ADVERTISEMENT

Earnest Struggles to Define What Assault Weapons Are: 'I'm Certainly Not an Expert'

June 13, 2016

White House spokesman Josh Earnest struggled to articulate Monday what exactly would be disallowed under a potential "assault weapons ban," admitting he was not an expert while praising the 1990s legislation he said stopped Americans from purchasing "weapons of war."

"When you say assault weapon, what exactly do you mean?" Politico reporter Sarah Wheaton asked Earnest.

"Well, these are weapons of war," Earnest said. "There was an assault weapons ban that was in place in the '90s that lapsed during the term of the previous president, and the president believes that that ban on assault weapons should be reinstated."

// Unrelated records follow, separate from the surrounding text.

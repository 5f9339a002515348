//! Evidence records, freshness and claim verification.
//!
//! Every claim the engine accepts (tests passed, build succeeded, operator
//! confirmed) must be backed by a stored [`Evidence`] record that is
//! untampered, of the right class and still fresh.

pub mod claim;
pub mod error;
pub mod record;
pub mod store;
pub mod verify;

pub use claim::{Claim, ClaimKind, RunResult, slug};
pub use error::EvidenceError;
pub use record::{
    Evidence, EvidenceClass, FUTURE_SKEW_TOLERANCE_SECS, Freshness, FreshnessContext, RepoIdentity,
    Ttl,
};
pub use store::EvidenceStore;
pub use verify::{ClaimVerdict, ReprobeRequest, verify_claim};

#[cfg(test)]
mod proptests {
    use super::*;
    use chrono::Duration;
    use phaseguard_utils::test_support::{fixed_now, proptest_cases};
    use proptest::prelude::*;
    use serde_json::json;

    proptest! {
        #![proptest_config(ProptestConfig::with_cases(proptest_cases(64)))]

        /// Whatever the order records arrive in, the same one is chosen.
        #[test]
        fn prop_verdict_independent_of_record_order(
            ages in prop::collection::vec((0i64..48, 0u64..2), 1..6),
            seed in any::<u64>(),
        ) {
            let records: Vec<Evidence> = ages
                .iter()
                .enumerate()
                .map(|(i, (hours, failed))| {
                    Evidence::seal(
                        format!("e{i}"),
                        EvidenceClass::GateEvidence,
                        fixed_now() - Duration::hours(*hours),
                        json!({"kind": "test_run", "claim_id": "c", "passed": 1, "failed": failed, "exit_code": 0}),
                    )
                    .unwrap()
                })
                .collect();
            let mut shuffled = records.clone();
            let n = shuffled.len();
            shuffled.rotate_left((seed as usize) % n);
            shuffled.reverse();

            let claim = Claim::new("c", "tests", ClaimKind::TestsPass, EvidenceClass::GateEvidence);
            let ctx = FreshnessContext::starting_now(fixed_now(), fixed_now() - Duration::hours(1));
            prop_assert_eq!(verify_claim(&claim, &records, &ctx), verify_claim(&claim, &shuffled, &ctx));
        }

        /// Stale records never verify.
        #[test]
        fn prop_stale_never_verifies(hours in 25i64..1000) {
            let e = Evidence::seal(
                "old",
                EvidenceClass::GateEvidence,
                fixed_now() - Duration::hours(hours),
                json!({"kind": "build", "claim_id": "c", "exit_code": 0}),
            )
            .unwrap();
            let claim = Claim::new("c", "build", ClaimKind::BuildSucceeds, EvidenceClass::GateEvidence);
            let ctx = FreshnessContext::starting_now(fixed_now(), fixed_now());
            prop_assert!(!verify_claim(&claim, &[e], &ctx).is_verified());
        }
    }
}
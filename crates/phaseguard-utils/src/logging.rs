//! Structured logging setup.
//!
//! Engine events carry the fields `repo`, `run_id`, `phase`, `gate` and
//! `reason_code` so a run can be reconstructed from logs alone. Logs go to
//! stderr; stdout is reserved for the JSON envelope.

use tracing::{Level, info, span, warn};
use tracing_subscriber::{EnvFilter, fmt, fmt::format::FmtSpan, prelude::*};

use crate::types::{PhaseId, SessionKey};

/// Initialize the global tracing subscriber.
///
/// `RUST_LOG` wins when set. Otherwise `verbose` selects debug output for the
/// phaseguard crates. `json` switches to one JSON object per event.
pub fn init_tracing(verbose: bool, json: bool) -> Result<(), Box<dyn std::error::Error>> {
    let env_filter = EnvFilter::try_from_default_env()
        .or_else(|_| {
            if verbose {
                EnvFilter::try_new("phaseguard=debug,info")
            } else {
                EnvFilter::try_new("phaseguard=info,warn")
            }
        })
        .unwrap_or_else(|_| EnvFilter::new("info"));

    if json {
        tracing_subscriber::registry()
            .with(env_filter)
            .with(
                fmt::layer()
                    .json()
                    .with_writer(std::io::stderr)
                    .with_current_span(true)
                    .with_span_list(false),
            )
            .try_init()?;
    } else if verbose {
        tracing_subscriber::registry()
            .with(env_filter)
            .with(
                fmt::layer()
                    .with_writer(std::io::stderr)
                    .with_target(true)
                    .with_thread_ids(false)
                    .with_line_number(false)
                    .with_file(false)
                    .with_span_events(FmtSpan::CLOSE)
                    .compact(),
            )
            .try_init()?;
    } else {
        tracing_subscriber::registry()
            .with(env_filter)
            .with(
                fmt::layer()
                    .with_writer(std::io::stderr)
                    .with_target(false)
                    .with_thread_ids(false)
                    .with_line_number(false)
                    .with_file(false)
                    .compact(),
            )
            .try_init()?;
    }

    Ok(())
}

/// Span wrapping one engine operation on a session.
pub fn phase_span(key: &SessionKey, phase: PhaseId) -> tracing::Span {
    span!(
        Level::INFO,
        "engine_op",
        repo = %key.repo_fingerprint,
        run_id = %key.run_id,
        phase = %phase,
    )
}

/// Log a produced decision. Blocks are logged at warn level.
pub fn log_decision(key: &SessionKey, phase: PhaseId, gate: Option<&str>, reason_code: Option<&str>) {
    let gate = gate.unwrap_or("-");
    match reason_code {
        Some(code) if code.starts_with("BLOCKED-") => warn!(
            repo = %key.repo_fingerprint,
            run_id = %key.run_id,
            phase = %phase,
            gate = %gate,
            reason_code = %code,
            "decision blocked"
        ),
        _ => info!(
            repo = %key.repo_fingerprint,
            run_id = %key.run_id,
            phase = %phase,
            gate = %gate,
            reason_code = %reason_code.unwrap_or("-"),
            "decision produced"
        ),
    }
}
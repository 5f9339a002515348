//! CLI entry point and dispatch logic
//!
//! This module owns the `run()` function which:
//! - Parses CLI arguments and starts logging
//! - Builds CliArgs and discovers Config
//! - Dispatches to command handlers
//! - Prints the single JSON envelope and reports errors on stderr

use chrono::{DateTime, Utc};
use clap::Parser;

use super::args::{ClaimCommands, Cli, Commands, EvidenceCommands, RegistryCommands};
use super::commands::{self, CommandError};
use crate::config::ConfigError;
use crate::logging::init_tracing;
use crate::reason::{ReasonRegistry, RenderContext};
use crate::{CliArgs, Config, EngineError, ExecutionMode, ExitCode, OutputEnvelope, UserFriendlyError, emit_jcs};

/// What one invocation produced: the envelope for stdout and the exit code.
#[derive(Debug, Clone)]
pub struct Invocation {
    pub envelope: OutputEnvelope,
    pub exit: ExitCode,
}

/// Main CLI execution function.
///
/// Prints exactly one envelope on stdout, error reports on stderr, and
/// returns `Err(ExitCode)` for any non-zero exit. main.rs only exits.
pub fn run() -> Result<(), ExitCode> {
    let cli = Cli::parse();
    if let Err(e) = init_tracing(cli.verbose, cli.log_json) {
        eprintln!("warning: logging not initialised: {e}");
    }

    let invocation = run_with(&cli, Utc::now());
    match emit_jcs(&invocation.envelope) {
        Ok(json) => println!("{json}"),
        Err(e) => {
            eprintln!("✗ Failed to emit envelope: {e}");
            return Err(ExitCode::INTERNAL);
        }
    }
    if invocation.exit == ExitCode::SUCCESS {
        Ok(())
    } else {
        Err(invocation.exit)
    }
}

/// Run a parsed command at `now` without printing the envelope.
pub fn run_with(cli: &Cli, now: DateTime<Utc>) -> Invocation {
    let operation = operation_name(&cli.command);
    let config = match cli_args(cli).and_then(|args| Config::discover(&args)) {
        Ok(config) => config,
        Err(err) => return failure(CommandError::from(EngineError::from(err)), None, operation),
    };
    tracing::debug!(operation, home = %config.home(), "dispatching");

    match dispatch(&cli.command, &config, now) {
        Ok(envelope) => {
            let exit = envelope.exit_code();
            Invocation { envelope, exit }
        }
        Err(err) => failure(err, Some(&config), operation),
    }
}

fn cli_args(cli: &Cli) -> Result<CliArgs, ConfigError> {
    let execution_mode = cli
        .execution_mode
        .as_deref()
        .map(str::parse::<ExecutionMode>)
        .transpose()
        .map_err(|value| ConfigError::InvalidValue {
            key: "execution_mode".to_string(),
            value,
        })?;
    Ok(CliArgs {
        config_path: cli.config.clone(),
        home: cli.home.clone(),
        execution_mode,
        log_level: cli.verbose.then(|| "debug".to_string()),
        lock_wait_ms: cli.lock_wait_ms,
    })
}

fn operation_name(command: &Commands) -> &'static str {
    match command {
        Commands::Status { .. } => "status",
        Commands::Evidence(_) => "evidence",
        Commands::Claim(_) => "claim",
        Commands::Review { .. } => "review",
        Commands::Advance { .. } => "advance",
        Commands::RollbackPhase { .. } => "rollback-phase",
        Commands::Persist { .. } => "persist",
        Commands::Assess { .. } => "assess",
        Commands::ExplainChange { .. } => "explain-change",
        Commands::MigrateState { .. } => "migrate-state",
        Commands::Activate { .. } => "activate",
        Commands::RollbackEngine { .. } => "rollback-engine",
        Commands::Registry(_) => "registry",
    }
}

fn dispatch(command: &Commands, config: &Config, now: DateTime<Utc>) -> Result<OutputEnvelope, CommandError> {
    match command {
        Commands::Status { run } => commands::execute_status_command(config, run, now),
        Commands::Evidence(EvidenceCommands::Add { run, file }) => {
            commands::execute_evidence_add_command(config, run, file, now)
        }
        Commands::Claim(ClaimCommands::Add { run, file }) => {
            commands::execute_claim_add_command(config, run, file, now)
        }
        Commands::Review { run, gate, review } => {
            commands::execute_review_command(config, run, gate, review, now)
        }
        Commands::Advance { run } => commands::execute_advance_command(config, run, now),
        Commands::RollbackPhase {
            run,
            to,
            authorized_by,
            reason,
        } => commands::execute_rollback_phase_command(
            config,
            run,
            to,
            authorized_by.as_deref(),
            reason.as_deref(),
            now,
        ),
        Commands::Persist {
            run,
            artifact,
            content,
            confirm,
        } => commands::execute_persist_command(config, run, artifact, content, confirm.as_deref(), now),
        Commands::Assess {
            run,
            confidence,
            question,
            options,
        } => commands::execute_assess_command(config, run, *confidence, question.as_deref(), options, now),
        Commands::ExplainChange { run, causes } => {
            commands::execute_explain_change_command(config, run, causes, now)
        }
        Commands::MigrateState { run } => commands::execute_migrate_state_command(config, run, now),
        Commands::Activate { bundle, repo, run } => {
            commands::execute_activate_command(config, bundle, repo.as_deref(), run.as_deref(), now)
        }
        Commands::RollbackEngine { trigger } => commands::execute_rollback_engine_command(config, trigger, now),
        Commands::Registry(RegistryCommands::Check { file }) => {
            commands::execute_registry_check_command(config, file.as_deref())
        }
    }
}

/// Registry used to render an error envelope. Falls back to the built-in
/// one so a broken registry file still yields a coded refusal where possible.
fn error_registry(config: Option<&Config>) -> Option<ReasonRegistry> {
    config
        .and_then(|c| c.registry.path.as_deref())
        .and_then(|path| ReasonRegistry::from_path(path).ok())
        .or_else(|| ReasonRegistry::builtin().ok())
}

fn failure(err: CommandError, config: Option<&Config>, operation: &str) -> Invocation {
    let CommandError { error, key, phase } = err;
    eprintln!("{}", error.display_for_user());
    tracing::debug!(operation, error = %error, "command refused");

    let ctx = key.as_ref().map_or_else(RenderContext::engine, RenderContext::for_key);
    let registry = error_registry(config);
    let envelope = OutputEnvelope::for_error(&error, registry.as_ref(), phase, &ctx);
    Invocation {
        envelope,
        exit: error.to_exit_code(),
    }
}
//! The phaseguard engine.
//!
//! Ties the component crates together behind one entry point per operation.
//! [`EngineHandle`] serializes access to a run through its lock, folds new
//! evidence and review feedback into session state, routes it, and applies
//! the activation-hash guard before every save. [`bundle`] covers the
//! engine-level bundle lifecycle, which belongs to no run.
//!
//! Every operation answers with an [`OutputEnvelope`]: a status, the phase
//! and gate, at most one primary reason code, and exactly one next action.

pub mod bundle;
pub mod envelope;
pub mod error;
pub mod handle;
pub mod integrity;

pub use bundle::{ActivationReport, RollbackReport, activate_bundle, rollback_engine};
pub use envelope::{EnvelopeStatus, MAX_FIELD_CHARS, NextAction, NextActionKind, OutputEnvelope, bound};
pub use error::EngineError;
pub use handle::{EngineHandle, OperationReport, derive_mode};
pub use integrity::{StateSmokeTest, guard_session, state_schema_flag};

The 1994 federal assault weapons law banned certain semiautomatic weapons and set a limit on high-capacity magazines, according to the Wall Street Journal. It was not renewed in 2004 by the Republican-controlled Congress.

"The AR-15 is a pretty popular weapon, and it was tweaked in response to the assault weapons ban, so conceivably, with that ban this gun would still be out there ... What types of features would you want, would the president want banned in an assault weapons ban?" Wheaton asked.

"The president feels strongly—I will acknowledge that the technology behind some of these firearms and the way that they comport with certain aspects of certain pieces of legislation is complicated," Earnest said. "I'm certainly not an expert in them. But there'd previously been an assault weapons ban in place that took weapons of war off our streets. Certainly did not allow an individual to walk into a gun store and walk out that same day with a weapon of war, with a weapon that belongs on the battlefield."

Earnest reiterated Obama strongly supported that kind of legislation.

"I think the Congress would succeed in passing that if it weren't for Republicans who are blocking it," he said.

Earnest bristled when Wheaton mentioned that he was "demonizing" the popular AR-15 while trying to get that kind of gun control legislation through Congress.

"Well, again, I don't know that I'm demonizing it and I'm not sure that it's the most popular gun," he said, moving onto another reporter.